REQUIRED WORK: Each line of the records below that contains "false" needs to be copied.

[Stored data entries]
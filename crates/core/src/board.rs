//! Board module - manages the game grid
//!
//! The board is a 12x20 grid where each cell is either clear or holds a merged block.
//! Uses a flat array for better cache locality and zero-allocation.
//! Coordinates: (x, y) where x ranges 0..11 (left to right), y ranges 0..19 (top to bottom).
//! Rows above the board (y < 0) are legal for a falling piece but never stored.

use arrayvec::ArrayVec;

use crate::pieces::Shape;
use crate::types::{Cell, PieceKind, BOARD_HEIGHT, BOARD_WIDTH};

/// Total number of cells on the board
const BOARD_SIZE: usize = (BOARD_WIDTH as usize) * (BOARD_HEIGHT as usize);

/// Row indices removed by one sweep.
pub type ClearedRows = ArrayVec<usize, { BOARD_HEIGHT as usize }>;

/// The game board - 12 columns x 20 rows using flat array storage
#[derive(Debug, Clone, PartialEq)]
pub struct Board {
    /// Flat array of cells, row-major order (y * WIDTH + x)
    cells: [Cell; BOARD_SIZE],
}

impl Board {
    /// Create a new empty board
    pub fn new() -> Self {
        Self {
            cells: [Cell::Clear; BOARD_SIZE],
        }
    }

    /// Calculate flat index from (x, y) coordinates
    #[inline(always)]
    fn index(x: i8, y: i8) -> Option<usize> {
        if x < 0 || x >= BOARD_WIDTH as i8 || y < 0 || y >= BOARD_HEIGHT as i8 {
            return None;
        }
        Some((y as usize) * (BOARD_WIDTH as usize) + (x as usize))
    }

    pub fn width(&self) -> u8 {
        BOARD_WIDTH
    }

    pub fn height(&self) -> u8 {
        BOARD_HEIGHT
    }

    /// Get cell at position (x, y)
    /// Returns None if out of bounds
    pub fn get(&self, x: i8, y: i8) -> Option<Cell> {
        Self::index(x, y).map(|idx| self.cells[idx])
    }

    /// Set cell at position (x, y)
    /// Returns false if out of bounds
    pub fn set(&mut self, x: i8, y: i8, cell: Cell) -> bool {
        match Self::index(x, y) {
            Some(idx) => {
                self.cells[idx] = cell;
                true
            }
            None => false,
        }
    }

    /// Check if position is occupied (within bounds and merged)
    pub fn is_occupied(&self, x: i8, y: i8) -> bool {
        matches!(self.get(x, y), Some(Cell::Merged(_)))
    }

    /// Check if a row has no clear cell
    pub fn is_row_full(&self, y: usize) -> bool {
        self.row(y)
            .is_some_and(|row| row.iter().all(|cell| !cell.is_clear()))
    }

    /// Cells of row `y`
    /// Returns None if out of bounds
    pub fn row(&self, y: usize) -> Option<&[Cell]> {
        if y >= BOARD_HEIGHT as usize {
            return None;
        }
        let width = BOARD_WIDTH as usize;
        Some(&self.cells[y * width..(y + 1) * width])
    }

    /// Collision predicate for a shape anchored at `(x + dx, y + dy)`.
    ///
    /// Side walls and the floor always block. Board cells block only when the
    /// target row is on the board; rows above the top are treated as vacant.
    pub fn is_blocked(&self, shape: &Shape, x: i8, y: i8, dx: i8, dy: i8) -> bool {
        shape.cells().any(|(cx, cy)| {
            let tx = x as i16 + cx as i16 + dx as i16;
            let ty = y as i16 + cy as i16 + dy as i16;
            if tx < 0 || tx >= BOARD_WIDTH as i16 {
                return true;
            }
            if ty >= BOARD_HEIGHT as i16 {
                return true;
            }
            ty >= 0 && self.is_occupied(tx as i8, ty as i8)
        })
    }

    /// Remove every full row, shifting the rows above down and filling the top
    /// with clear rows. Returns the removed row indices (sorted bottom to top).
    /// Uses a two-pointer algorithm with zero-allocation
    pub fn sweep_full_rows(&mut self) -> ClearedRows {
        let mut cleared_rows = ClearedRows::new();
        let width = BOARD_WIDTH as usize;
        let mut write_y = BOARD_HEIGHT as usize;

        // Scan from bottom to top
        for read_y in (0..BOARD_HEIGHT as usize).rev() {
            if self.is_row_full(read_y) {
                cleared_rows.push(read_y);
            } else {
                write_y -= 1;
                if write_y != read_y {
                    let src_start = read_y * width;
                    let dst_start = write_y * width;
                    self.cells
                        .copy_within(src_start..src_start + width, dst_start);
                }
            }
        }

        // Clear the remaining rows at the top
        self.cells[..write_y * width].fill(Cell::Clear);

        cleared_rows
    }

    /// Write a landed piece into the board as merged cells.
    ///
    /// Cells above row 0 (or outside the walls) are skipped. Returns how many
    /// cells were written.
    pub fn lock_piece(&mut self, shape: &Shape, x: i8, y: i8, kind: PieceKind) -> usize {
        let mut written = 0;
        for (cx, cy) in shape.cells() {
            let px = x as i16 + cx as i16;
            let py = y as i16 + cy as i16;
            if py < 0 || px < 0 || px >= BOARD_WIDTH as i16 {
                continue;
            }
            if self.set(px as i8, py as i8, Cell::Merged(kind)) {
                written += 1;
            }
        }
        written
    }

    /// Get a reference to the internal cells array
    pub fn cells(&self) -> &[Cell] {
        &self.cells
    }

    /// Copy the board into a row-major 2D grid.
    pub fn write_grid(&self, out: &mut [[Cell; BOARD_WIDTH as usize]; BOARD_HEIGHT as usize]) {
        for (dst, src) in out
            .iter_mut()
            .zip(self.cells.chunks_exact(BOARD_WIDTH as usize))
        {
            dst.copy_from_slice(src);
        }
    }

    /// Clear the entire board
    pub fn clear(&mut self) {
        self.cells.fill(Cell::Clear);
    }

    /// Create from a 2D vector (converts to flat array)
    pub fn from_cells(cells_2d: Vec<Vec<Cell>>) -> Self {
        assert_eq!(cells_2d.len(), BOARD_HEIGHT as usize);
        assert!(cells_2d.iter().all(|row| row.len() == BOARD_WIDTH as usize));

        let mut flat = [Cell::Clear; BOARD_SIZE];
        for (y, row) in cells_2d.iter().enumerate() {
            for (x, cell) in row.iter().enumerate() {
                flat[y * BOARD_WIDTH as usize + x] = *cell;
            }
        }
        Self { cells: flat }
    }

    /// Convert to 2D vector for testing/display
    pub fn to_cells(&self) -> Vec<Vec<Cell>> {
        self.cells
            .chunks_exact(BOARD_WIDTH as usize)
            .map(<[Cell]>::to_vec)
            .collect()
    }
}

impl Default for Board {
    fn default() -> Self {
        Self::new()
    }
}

SOLUTION TO THIS TASK:
    /// Returns false if out of bounds
            None => false,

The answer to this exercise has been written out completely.